Subject to any required regulatory approval and provided no event of default has occurred and is continuing, the Company has the option to satisfy its obligation to repay the Debentures, in whole or in part, at maturity, upon at least 40 days and not more than 60 days prior notice, by delivering that number of Common Shares obtained by dividing the principal amount of the Debentures maturing by 95% of the volume-weighted average trading price of the common shares on the TSX during the 20 consecutive trading days ending five trading days preceding the maturity date.
In the six months ended June 30, 2017, the Debentureholders elected to redeem Cdn$1.13 million ($0.87 million) under this right, and the Company has completed the buy back. No additional purchases are allowed under this right.
Cash and cash flows
Six months ended June 30, 2017
Cash and cash equivalents were $18.72 million at June 30, 2017, compared to $16.90 million at December 31, 2016. The increase of $1.82 million was due primarily to cash provided by financing activities of $5.37 million, cash partially provided by investing activities of $0.39 million and gain on foreign exchange on cash held in foreign currencies of $0.05 million offset by cash used in operations of $3.99 million.
Net cash provided by financing activities totaled $5.37 million consisting primarily of $7.46 million proceeds from the issuance of stock in the ATM Offering and $0.37 million in cash received from non-controlling interest partially offset by $2.46 million to repay loans and borrowings.
Net cash provided by investing activities was $0.39 million and was due to cash refunds related to cash deposited with regulatory agencies. This refund was a result of the Company's decision to change surety providers.
Net cash used in operating activities of $3.99 million is comprised of the net loss of $15.08 million for the period adjusted for non-cash items and for changes in working capital items. Significant items not involving cash were $3.69 million of depreciation and amortization of property, plant and equipment, $1.78 million of stock-based compensation, $1.96 million impairment in inventories, $3.60 million impairment of assets held for sale, a change in the value of the convertible debentures of $0.78 million, a $0.74 million miscellaneous non-cash expense, $0.69 million accretion of asset retirement obligation, a $3.68 million decrease in inventories, a $0.23 million decrease in prepaid expenses and other assets, offset by a $3.12 million increase in trade and other receivables and a $1.73 million decrease in accounts payable and accrued liabilities, a loss on the value of the warrant liabilities of $0.85 million, an unrealized foreign exchange loss of $0.18 million and $0.54 million in cash paid for reclamation and remediation activities.

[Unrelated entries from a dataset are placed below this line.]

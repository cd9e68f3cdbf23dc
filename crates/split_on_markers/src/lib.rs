// crates/split_on_markers/src/lib.rs

use std::path::Path;

use line_marker::SPLIT_MARKER;

/// Cuts `content` at every literal occurrence of the split marker and
/// re-prepends the marker to each retained segment, so each segment is a
/// complete file body of its own.
///
/// The leading segment is discarded when it is empty or whitespace-only
/// (the file began with the marker); a non-empty prefix before the first
/// marker is retained like any other segment. Content with no marker at
/// all yields no segments — the file has nothing to split on, and a
/// warning is logged so it does not vanish silently.
pub fn split_on_markers(content: &str) -> Vec<String> {
    if !content.contains(SPLIT_MARKER) {
        log::warn!("no '{}' marker found; produced no segments", SPLIT_MARKER);
        return Vec::new();
    }

    let mut segments = Vec::new();
    for (i, segment) in content.split(SPLIT_MARKER).enumerate() {
        if i == 0 && segment.trim().is_empty() {
            continue;
        }
        segments.push(format!("{}{}", SPLIT_MARKER, segment));
    }
    segments
}

/// Derives the output file name for the `index`-th segment (1-based) of
/// `original`: the sequence number is inserted between base name and
/// extension, e.g. `match.txt` → `match_1.txt`.
pub fn segment_file_name(original: &Path, index: usize) -> String {
    let stem = original
        .file_stem()
        .and_then(|s| s.to_str())
        .unwrap_or("segment");
    match original.extension().and_then(|s| s.to_str()) {
        Some(ext) => format!("{}_{}.{}", stem, index, ext),
        None => format!("{}_{}", stem, index),
    }
}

Six months ended June 30, 2016
Cash and cash equivalents were $14.42 million at June 30, 2016, compared to $12.97 million at December 31, 2015. The increase of $1.45 million was due primarily to cash provided by financing activities of $9.90 million partially offset by cash used by investing activities of $2.53 million and cash used in operations of $6.20 million and gain on foreign exchange on cash held in foreign currencies of $0.29 million.
Net cash provided by financing activities totaled $9.90 million consisting primarily of $11.50 million proceeds from the issuance of stock in the March 2016 public offering and the ATM Offering partially offset by $1.61 million to repay loans and borrowings.
Net cash used by investing activities was $2.53 million, which was primarily related to expenditures for the Alta Mesa acquisition transaction costs of $1.23 million and cash expenditures related to additional cash deposited with regulatory agencies for asset retirement obligations related to the acquisition of Alta Mesa of $2.15 million and related reclamation costs offset by cash received from the sale of mineral properties held for sale of $0.85 million.
Net cash used in operating activities of $6.20 million is comprised of the net loss of $19.31 million for the period adjusted for non-cash items and for changes in working capital items. Significant items not involving cash were $2.59 million of depreciation and amortization of property, plant and equipment, $1.62 million impairment on inventory, a $7.68 million decrease in inventories, $2.21 million decrease in trade and other receivables offset by a $2.72 million decrease in accounts payable and accrued liabilities and a $1.17 million miscellaneous non-cash income.
Critical accounting estimates and judgments
The preparation of these consolidated financial statements in accordance with US GAAP requires the use of certain critical accounting estimates and judgments that affect the amounts reported. It also requires management to exercise judgment in applying the Company’s accounting policies. These judgments and estimates are based on management’s best knowledge of the relevant facts and circumstances taking into account previous experience. Although the Company regularly reviews the estimates and judgments made that affect these financial statements, actual results may be materially different.

33



Significant estimates made by management include:
a.
Exploration stage
SEC Industry Guide 7 defines a reserve as “that part of a mineral deposit which could be economically and legally extracted or produced at the time of the reserve determination”. The classification of a reserve must be evidenced by a bankable feasibility study using the latest three-year price average. While the Company has established the existence of mineral resources and has successfully extracted and recovered saleable uranium from certain of these resources, the Company has not established proven or probable reserves, as defined under SEC Industry Guide 7, for these operations or any of its uranium projects. As a result, the Company is in the Exploration Stage as defined under Industry Guide 7. Furthermore, the Company has no plans to establish proven or probable reserves for any of its uranium projects.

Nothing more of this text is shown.